All lines in the data below carrying the string "AUTHORIZATION" are to be located and copied.

Dataset
• • •

//! OpenAI-compatible chat-completions backend.
//!
//! One client serves all four capabilities by prompting the same model.
//! Without a configured endpoint every capability reports itself
//! unavailable, so the engine answers with a remediation hint instead of
//! failing on connect.

use async_trait::async_trait;
use lingo_core::{
    extract_json, Availability, DetectedLanguage, ProviderError, SummarizeOptions, Summarizer,
    TextGenerator, Translator, WriteOptions, Writer,
};
use reqwest::header::{HeaderMap, HeaderValue, AUTHORIZATION, CONTENT_TYPE};
use serde::{Deserialize, Serialize};
use std::time::Duration;
use tracing::debug;

#[derive(Debug, Clone)]
pub struct HttpProviderConfig {
    /// Full chat-completions URL
    pub endpoint: Option<String>,
    pub model: String,
    pub api_key: Option<String>,
    pub timeout_secs: u64,
}

impl Default for HttpProviderConfig {
    fn default() -> Self {
        Self {
            endpoint: None,
            model: "gpt-4o-mini".to_string(),
            api_key: None,
            timeout_secs: 120,
        }
    }
}

impl HttpProviderConfig {
    /// Read `LINGO_LLM_URL`, `LINGO_LLM_MODEL` and `LINGO_LLM_API_KEY`
    pub fn from_env() -> Self {
        let defaults = Self::default();
        Self {
            endpoint: std::env::var("LINGO_LLM_URL").ok().filter(|s| !s.trim().is_empty()),
            model: std::env::var("LINGO_LLM_MODEL").unwrap_or(defaults.model),
            api_key: std::env::var("LINGO_LLM_API_KEY").ok().filter(|s| !s.is_empty()),
            timeout_secs: defaults.timeout_secs,
        }
    }
}

pub struct HttpProvider {
    client: reqwest::Client,
    config: HttpProviderConfig,
}

#[derive(Debug, Serialize)]
struct ChatMessage<'a> {
    role: &'static str,
    content: &'a str,
}

#[derive(Debug, Serialize)]
struct ChatRequest<'a> {
    model: &'a str,
    messages: Vec<ChatMessage<'a>>,
    temperature: f32,
}

#[derive(Debug, Deserialize)]
struct ChatResponse {
    choices: Vec<ChatChoice>,
}

#[derive(Debug, Deserialize)]
struct ChatChoice {
    message: ChatMessageResponse,
}

#[derive(Debug, Deserialize)]
struct ChatMessageResponse {
    content: String,
}

impl HttpProvider {
    pub fn new(config: HttpProviderConfig) -> Result<Self, ProviderError> {
        let client = reqwest::Client::builder()
            .timeout(Duration::from_secs(config.timeout_secs))
            .build()
            .map_err(|e| ProviderError::Failed(e.to_string()))?;
        Ok(Self { client, config })
    }

    fn readiness(&self) -> Availability {
        match &self.config.endpoint {
            Some(_) => Availability::Available,
            None => Availability::Unavailable("no LLM endpoint configured".to_string()),
        }
    }

    async fn chat(&self, system: &str, user: &str) -> Result<String, ProviderError> {
        let endpoint = self
            .config
            .endpoint
            .as_deref()
            .ok_or_else(|| ProviderError::Unavailable("no LLM endpoint configured".to_string()))?;

        let mut headers = HeaderMap::new();
        headers.insert(CONTENT_TYPE, HeaderValue::from_static("application/json"));
        if let Some(key) = &self.config.api_key {
            headers.insert(
                AUTHORIZATION,
                HeaderValue::from_str(&format!("Bearer {}", key))
                    .map_err(|e| ProviderError::Failed(e.to_string()))?,
            );
        }

        let body = ChatRequest {
            model: &self.config.model,
            messages: vec![
                ChatMessage {
                    role: "system",
                    content: system,
                },
                ChatMessage {
                    role: "user",
                    content: user,
                },
            ],
            temperature: 0.2,
        };

        debug!(model = %self.config.model, chars = user.len(), "chat completion");
        let response = self
            .client
            .post(endpoint)
            .headers(headers)
            .json(&body)
            .send()
            .await
            .map_err(http_error)?;

        if !response.status().is_success() {
            let status = response.status();
            let text = response.text().await.unwrap_or_default();
            return Err(ProviderError::Failed(format!("HTTP {}: {}", status, text)));
        }

        let parsed: ChatResponse = response.json().await.map_err(http_error)?;
        parsed
            .choices
            .into_iter()
            .next()
            .map(|c| c.message.content)
            .ok_or_else(|| ProviderError::Failed("response has no choices".to_string()))
    }
}

fn http_error(e: reqwest::Error) -> ProviderError {
    if e.is_timeout() {
        ProviderError::Timeout(e.to_string())
    } else {
        ProviderError::Failed(e.to_string())
    }
}

const ASSISTANT: &str = "You are a helpful assistant.";

#[async_trait]
impl TextGenerator for HttpProvider {
    async fn generate(&self, prompt: &str) -> Result<String, ProviderError> {
        self.chat(ASSISTANT, prompt).await
    }

    async fn availability(&self) -> Availability {
        self.readiness()
    }
}

pub fn summarize_instructions(options: &SummarizeOptions) -> String {
    let mut system = format!(
        "Summarize the text you are given as {} with {} length, formatted as {}. Reply with the summary only.",
        options.kind.as_str(),
        options.length.as_str(),
        options.format
    );
    if let Some(language) = &options.language {
        system.push_str(&format!(" Write the summary in language `{}`.", language));
    }
    if let Some(context) = &options.shared_context {
        system.push_str(&format!(" Context: {}", context));
    }
    system
}

#[async_trait]
impl Summarizer for HttpProvider {
    async fn summarize(&self, text: &str, options: &SummarizeOptions) -> Result<String, ProviderError> {
        self.chat(&summarize_instructions(options), text).await
    }

    async fn availability(&self) -> Availability {
        self.readiness()
    }
}

#[async_trait]
impl Translator for HttpProvider {
    async fn translate(&self, text: &str, source: &str, target: &str) -> Result<String, ProviderError> {
        let from = if source == "auto" {
            "the detected source language".to_string()
        } else {
            format!("language `{}`", source)
        };
        let system = format!(
            "Translate the text you are given from {} into language `{}`. Reply with the translation only.",
            from, target
        );
        self.chat(&system, text).await
    }

    async fn detect_language(&self, text: &str) -> Result<DetectedLanguage, ProviderError> {
        let reply = self
            .chat(
                "Identify the language of the text you are given. Reply with JSON only: \
                 {\"language\": \"<ISO-639-1 code>\", \"confidence\": <0..1>}",
                text,
            )
            .await?;
        let mut detected: DetectedLanguage =
            extract_json(&reply).map_err(|e| ProviderError::Failed(e.to_string()))?;
        detected.language = detected.language.trim().to_ascii_lowercase();
        Ok(detected)
    }

    async fn availability(&self, _source: &str, _target: &str) -> Availability {
        self.readiness()
    }
}

#[async_trait]
impl Writer for HttpProvider {
    async fn write(&self, prompt: &str, options: &WriteOptions) -> Result<String, ProviderError> {
        let system = format!(
            "You are a writing assistant. Use a {} tone, {} length, formatted as {}. Reply with the text only.",
            options.tone,
            options.length.as_str(),
            options.format
        );
        self.chat(&system, prompt).await
    }

    async fn availability(&self) -> Availability {
        self.readiness()
    }
}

• • •

Output for this exercise
use reqwest::header::{HeaderMap, HeaderValue, AUTHORIZATION, CONTENT_TYPE};
                AUTHORIZATION,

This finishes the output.